::: DATA EXCERPTS

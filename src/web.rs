//! WASM bridge - connects the simulation to a browser host
//!
//! The page owns the canvas and the animation frame loop. It calls
//! `game_init` once, forwards key events, calls `game_frame` with the frame
//! delta and draws from the JSON returned by `game_snapshot`.

use std::cell::RefCell;

use wasm_bindgen::prelude::*;

use crate::settings::Settings;
use crate::sim::Runner;

thread_local! {
    static GAME: RefCell<Option<(Runner, Settings)>> = const { RefCell::new(None) };
}

fn with_game<R>(f: impl FnOnce(&mut Runner, &mut Settings) -> R) -> Option<R> {
    GAME.with(|cell| {
        let mut borrow = cell.borrow_mut();
        match borrow.as_mut() {
            Some((runner, settings)) => Some(f(runner, settings)),
            None => {
                log::warn!("Game not initialized. Call game_init() first.");
                None
            }
        }
    })
}

/// Build the scene for a `width` x `height` drawing surface
#[wasm_bindgen]
pub fn game_init(width: f32, height: f32) {
    console_error_panic_hook::set_once();
    let _ = console_log::init_with_level(log::Level::Info);

    let mut settings = Settings::load();
    if width > 0.0 && height > 0.0 {
        settings.screen_width = width;
        settings.screen_height = height;
    }
    if let Err(e) = settings.validate() {
        log::warn!("{}; falling back to default settings", e);
        settings = Settings::default();
    }

    let runner = Runner::new(&settings);
    GAME.with(|cell| *cell.borrow_mut() = Some((runner, settings)));
    log::info!("brick-bounce: initialized");
}

/// Rebuild the scene with the current settings
#[wasm_bindgen]
pub fn game_restart() {
    with_game(|runner, settings| runner.restart(settings));
}

#[wasm_bindgen]
pub fn game_key_down(key: &str) {
    with_game(|runner, _| runner.input.set_key(key, true));
}

#[wasm_bindgen]
pub fn game_key_up(key: &str) {
    with_game(|runner, _| runner.input.set_key(key, false));
}

#[wasm_bindgen]
pub fn game_set_autopilot(enabled: bool) {
    with_game(|runner, _| runner.input.autopilot = enabled);
}

/// Replace the settings with `json`, store them and rebuild the scene.
///
/// Returns false (keeping the current game) if `json` is rejected.
#[wasm_bindgen]
pub fn game_apply_settings(json: &str) -> bool {
    with_game(|runner, settings| match settings.update_from_json(json) {
        Ok(()) => {
            runner.restart(settings);
            true
        }
        Err(e) => {
            log::warn!("Settings rejected: {}", e);
            false
        }
    })
    .unwrap_or(false)
}

/// Current settings as JSON
#[wasm_bindgen]
pub fn game_settings() -> String {
    with_game(|_, settings| settings.to_json().unwrap_or_else(|_| String::from("{}")))
        .unwrap_or_else(|| String::from("{}"))
}

/// Advance by `dt` seconds; returns the number of ticks run
#[wasm_bindgen]
pub fn game_frame(dt: f32) -> u32 {
    with_game(|runner, _| runner.frame(dt).len() as u32).unwrap_or(0)
}

/// Current state as JSON
#[wasm_bindgen]
pub fn game_snapshot() -> String {
    with_game(|runner, _| match serde_json::to_string(&runner.state) {
        Ok(json) => json,
        Err(e) => {
            log::error!("Snapshot failed: {}", e);
            String::from("{}")
        }
    })
    .unwrap_or_else(|| String::from("{}"))
}
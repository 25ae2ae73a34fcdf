//! Game state and scene setup
//!
//! Everything a renderer needs to draw a frame lives here and serializes to
//! JSON for the web host.

use glam::Vec2;
use serde::{Deserialize, Serialize};

use super::arena::Arena;
use super::body::{BodyId, MovingBody, StaticBody};
use super::collision::ContactTracker;
use super::events::EventQueue;
use super::policy::CollisionPolicy;
use crate::settings::{BrickLayout, Settings};

/// Current phase of gameplay
#[derive(Debug, Clone, Copy, PartialEq, Eq, Serialize, Deserialize)]
pub enum GamePhase {
    /// Ball at rest, waiting for the serve delay to run out
    Serving { ticks_left: u32 },
    /// Active gameplay
    Playing,
    /// Ball left through the bottom edge (only with `LossRule::EndRun`)
    GameOver,
}

/// What happens when the ball leaves through the bottom edge
#[derive(Debug, Clone, Copy, PartialEq, Eq, Default, Serialize, Deserialize)]
pub enum LossRule {
    /// Nothing; the ball keeps travelling
    #[default]
    Disabled,
    /// The run ends
    EndRun,
}

/// Sprite pose for the player
#[derive(Debug, Clone, Copy, PartialEq, Eq, Default, Serialize, Deserialize)]
pub enum PlayerPose {
    #[default]
    Standing,
    Walking,
}

/// The player-controlled sprite
#[derive(Debug, Clone, Serialize, Deserialize)]
pub struct Player {
    /// Player's body in the arena
    pub body: BodyId,
    pub pose: PlayerPose,
    /// Movement speed in pixels/second per held direction
    pub speed: f32,
}

/// Complete game state
#[derive(Debug, Clone, Serialize, Deserialize)]
pub struct GameState {
    pub screen: Vec2,
    pub phase: GamePhase,
    /// Simulation tick counter
    pub time_ticks: u64,
    pub ball: MovingBody,
    pub player: Player,
    /// Bricks and the player, tombstoned on removal
    pub bodies: Arena<StaticBody>,
    /// Brick ids in grid order (row-major)
    pub bricks: Vec<BodyId>,
    pub policy: CollisionPolicy,
    pub contacts: ContactTracker,
    /// Collision events waiting for this step's dispatch
    #[serde(skip)]
    pub events: EventQueue,
    pub loss_rule: LossRule,
    /// Bricks destroyed so far
    pub bricks_cleared: u32,
}

impl GameState {
    /// Build the scene: player, ball at rest and the brick grid
    pub fn new(settings: &Settings) -> Self {
        let screen = Vec2::new(settings.screen_width, settings.screen_height);
        let mut bodies = Arena::new();

        let player_pos = Vec2::new(
            settings.player_start_x,
            settings.screen_height - settings.player_bottom_offset,
        );
        let player_body = bodies.insert(StaticBody::player(
            player_pos,
            Vec2::splat(settings.player_size),
        ));

        let bricks = brick_grid(&settings.bricks, settings.screen_width)
            .into_iter()
            .map(|brick| bodies.insert(brick))
            .collect::<Vec<_>>();

        let ball = MovingBody::circle(
            settings.ball_start,
            settings.ball_radius,
            settings.ball_speed,
        );

        log::info!(
            "Scene built: {}x{} screen, {} bricks, serve in {:.2}s",
            screen.x,
            screen.y,
            bricks.len(),
            settings.serve_delay_secs
        );

        Self {
            screen,
            phase: GamePhase::Serving {
                ticks_left: settings.serve_delay_ticks(),
            },
            time_ticks: 0,
            ball,
            player: Player {
                body: player_body,
                pose: PlayerPose::Standing,
                speed: settings.player_speed,
            },
            bodies,
            bricks,
            policy: CollisionPolicy::new(settings.contact_tracking),
            contacts: ContactTracker::new(),
            events: EventQueue::new(),
            loss_rule: settings.loss_rule,
            bricks_cleared: 0,
        }
    }

    /// Live bricks remaining
    pub fn bricks_remaining(&self) -> usize {
        self.bricks.iter().filter(|&&id| self.bodies.is_live(id)).count()
    }

    /// Player's current body
    pub fn player_body(&self) -> Option<&StaticBody> {
        self.bodies.get(self.player.body)
    }
}

/// Lay out one brick per grid cell, positions are cell centres
pub fn brick_grid(layout: &BrickLayout, screen_width: f32) -> Vec<StaticBody> {
    let width = layout.brick_width(screen_width);
    let size = Vec2::new(width, layout.height);
    let mut bricks = Vec::with_capacity(layout.brick_count());

    for row in 0..layout.rows {
        let color = if layout.palette.is_empty() {
            0xFFFFFF
        } else {
            layout.palette[row as usize % layout.palette.len()]
        };
        for col in 0..layout.columns {
            let x = layout.x_offset + col as f32 * (width + layout.padding) + layout.padding;
            let y =
                layout.y_offset + row as f32 * (layout.height + layout.padding) + layout.padding;
            bricks.push(StaticBody::brick(Vec2::new(x, y), size, color));
        }
    }
    bricks
}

::::::

• _YOUR GOAL_
The full listing above should be transcribed exactly.

• _RESULT BELOW_
filename src/web.rs
//! WASM bridge - connects the simulation to a browser host
//!
//! The page owns the canvas and the animation frame loop. It calls
//! `game_init` once, forwards key events, calls `game_frame` with the frame
//! delta and draws from the JSON returned by `game_snapshot`.

use std::cell::RefCell;

use wasm_bindgen::prelude::*;

use crate::settings::Settings;
use crate::sim::Runner;

thread_local! {
    static GAME: RefCell<Option<(Runner, Settings)>> = const { RefCell::new(None) };
}

fn with_game<R>(f: impl FnOnce(&mut Runner, &mut Settings) -> R) -> Option<R> {
    GAME.with(|cell| {
        let mut borrow = cell.borrow_mut();
        match borrow.as_mut() {
            Some((runner, settings)) => Some(f(runner, settings)),
            None => {
                log::warn!("Game not initialized. Call game_init() first.");
                None
            }
        }
    })
}

/// Build the scene for a `width` x `height` drawing surface
#[wasm_bindgen]
pub fn game_init(width: f32, height: f32) {
    console_error_panic_hook::set_once();
    let _ = console_log::init_with_level(log::Level::Info);

    let mut settings = Settings::load();
    if width > 0.0 && height > 0.0 {
        settings.screen_width = width;
        settings.screen_height = height;
    }
    if let Err(e) = settings.validate() {
        log::warn!("{}; falling back to default settings", e);
        settings = Settings::default();
    }

    let runner = Runner::new(&settings);
    GAME.with(|cell| *cell.borrow_mut() = Some((runner, settings)));
    log::info!("brick-bounce: initialized");
}

/// Rebuild the scene with the current settings
#[wasm_bindgen]
pub fn game_restart() {
    with_game(|runner, settings| runner.restart(settings));
}

#[wasm_bindgen]
pub fn game_key_down(key: &str) {
    with_game(|runner, _| runner.input.set_key(key, true));
}

#[wasm_bindgen]
pub fn game_key_up(key: &str) {
    with_game(|runner, _| runner.input.set_key(key, false));
}

#[wasm_bindgen]
pub fn game_set_autopilot(enabled: bool) {
    with_game(|runner, _| runner.input.autopilot = enabled);
}

/// Replace the settings with `json`, store them and rebuild the scene.
///
/// Returns false (keeping the current game) if `json` is rejected.
#[wasm_bindgen]
pub fn game_apply_settings(json: &str) -> bool {
    with_game(|runner, settings| match settings.update_from_json(json) {
        Ok(()) => {
            runner.restart(settings);
            true
        }
        Err(e) => {
            log::warn!("Settings rejected: {}", e);
            false
        }
    })
    .unwrap_or(false)
}

/// Current settings as JSON
#[wasm_bindgen]
pub fn game_settings() -> String {
    with_game(|_, settings| settings.to_json().unwrap_or_else(|_| String::from("{}")))
        .unwrap_or_else(|| String::from("{}"))
}

/// Advance by `dt` seconds; returns the number of ticks run
#[wasm_bindgen]
pub fn game_frame(dt: f32) -> u32 {
    with_game(|runner, _| runner.frame(dt).len() as u32).unwrap_or(0)
}

/// Current state as JSON
#[wasm_bindgen]
pub fn game_snapshot() -> String {
    with_game(|runner, _| match serde_json::to_string(&runner.state) {
        Ok(json) => json,
        Err(e) => {
            log::error!("Snapshot failed: {}", e);
            String::from("{}")
        }
    })
    .unwrap_or_else(|| String::from("{}"))
}
repository 25ae2ae73a34fcdf
//! Game state and scene setup
//!
//! Everything a renderer needs to draw a frame lives here and serializes to
//! JSON for the web host.

use glam::Vec2;
use serde::{Deserialize, Serialize};

use super::arena::Arena;
use super::body::{BodyId, MovingBody, StaticBody};
use super::collision::ContactTracker;
use super::events::EventQueue;
use super::policy::CollisionPolicy;
use crate::settings::{BrickLayout, Settings};

/// Current phase of gameplay
#[derive(Debug, Clone, Copy, PartialEq, Eq, Serialize, Deserialize)]
pub enum GamePhase {
    /// Ball at rest, waiting for the serve delay to run out
    Serving { ticks_left: u32 },
    /// Active gameplay
    Playing,
    /// Ball left through the bottom edge (only with `LossRule::EndRun`)
    GameOver,
}

/// What happens when the ball leaves through the bottom edge
#[derive(Debug, Clone, Copy, PartialEq, Eq, Default, Serialize, Deserialize)]
pub enum LossRule {
    /// Nothing; the ball keeps travelling
    #[default]
    Disabled,
    /// The run ends
    EndRun,
}

/// Sprite pose for the player
#[derive(Debug, Clone, Copy, PartialEq, Eq, Default, Serialize, Deserialize)]
pub enum PlayerPose {
    #[default]
    Standing,
    Walking,
}

/// The player-controlled sprite
#[derive(Debug, Clone, Serialize, Deserialize)]
pub struct Player {
    /// Player's body in the arena
    pub body: BodyId,
    pub pose: PlayerPose,
    /// Movement speed in pixels/second per held direction
    pub speed: f32,
}

/// Complete game state
#[derive(Debug, Clone, Serialize, Deserialize)]
pub struct GameState {
    pub screen: Vec2,
    pub phase: GamePhase,
    /// Simulation tick counter
    pub time_ticks: u64,
    pub ball: MovingBody,
    pub player: Player,
    /// Bricks and the player, tombstoned on removal
    pub bodies: Arena<StaticBody>,
    /// Brick ids in grid order (row-major)
    pub bricks: Vec<BodyId>,
    pub policy: CollisionPolicy,
    pub contacts: ContactTracker,
    /// Collision events waiting for this step's dispatch
    #[serde(skip)]
    pub events: EventQueue,
    pub loss_rule: LossRule,
    /// Bricks destroyed so far
    pub bricks_cleared: u32,
}

impl GameState {
    /// Build the scene: player, ball at rest and the brick grid
    pub fn new(settings: &Settings) -> Self {
        let screen = Vec2::new(settings.screen_width, settings.screen_height);
        let mut bodies = Arena::new();

        let player_pos = Vec2::new(
            settings.player_start_x,
            settings.screen_height - settings.player_bottom_offset,
        );
        let player_body = bodies.insert(StaticBody::player(
            player_pos,
            Vec2::splat(settings.player_size),
        ));

        let bricks = brick_grid(&settings.bricks, settings.screen_width)
            .into_iter()
            .map(|brick| bodies.insert(brick))
            .collect::<Vec<_>>();

        let ball = MovingBody::circle(
            settings.ball_start,
            settings.ball_radius,
            settings.ball_speed,
        );

        log::info!(
            "Scene built: {}x{} screen, {} bricks, serve in {:.2}s",
            screen.x,
            screen.y,
            bricks.len(),
            settings.serve_delay_secs
        );

        Self {
            screen,
            phase: GamePhase::Serving {
                ticks_left: settings.serve_delay_ticks(),
            },
            time_ticks: 0,
            ball,
            player: Player {
                body: player_body,
                pose: PlayerPose::Standing,
                speed: settings.player_speed,
            },
            bodies,
            bricks,
            policy: CollisionPolicy::new(settings.contact_tracking),
            contacts: ContactTracker::new(),
            events: EventQueue::new(),
            loss_rule: settings.loss_rule,
            bricks_cleared: 0,
        }
    }

    /// Live bricks remaining
    pub fn bricks_remaining(&self) -> usize {
        self.bricks.iter().filter(|&&id| self.bodies.is_live(id)).count()
    }

    /// Player's current body
    pub fn player_body(&self) -> Option<&StaticBody> {
        self.bodies.get(self.player.body)
    }
}

/// Lay out one brick per grid cell, positions are cell centres
pub fn brick_grid(layout: &BrickLayout, screen_width: f32) -> Vec<StaticBody> {
    let width = layout.brick_width(screen_width);
    let size = Vec2::new(width, layout.height);
    let mut bricks = Vec::with_capacity(layout.brick_count());

    for row in 0..layout.rows {
        let color = if layout.palette.is_empty() {
            0xFFFFFF
        } else {
            layout.palette[row as usize % layout.palette.len()]
        };
        for col in 0..layout.columns {
            let x = layout.x_offset + col as f32 * (width + layout.padding) + layout.padding;
            let y =
                layout.y_offset + row as f32 * (layout.height + layout.padding) + layout.padding;
            bricks.push(StaticBody::brick(Vec2::new(x, y), size, color));
        }
    }
    bricks
}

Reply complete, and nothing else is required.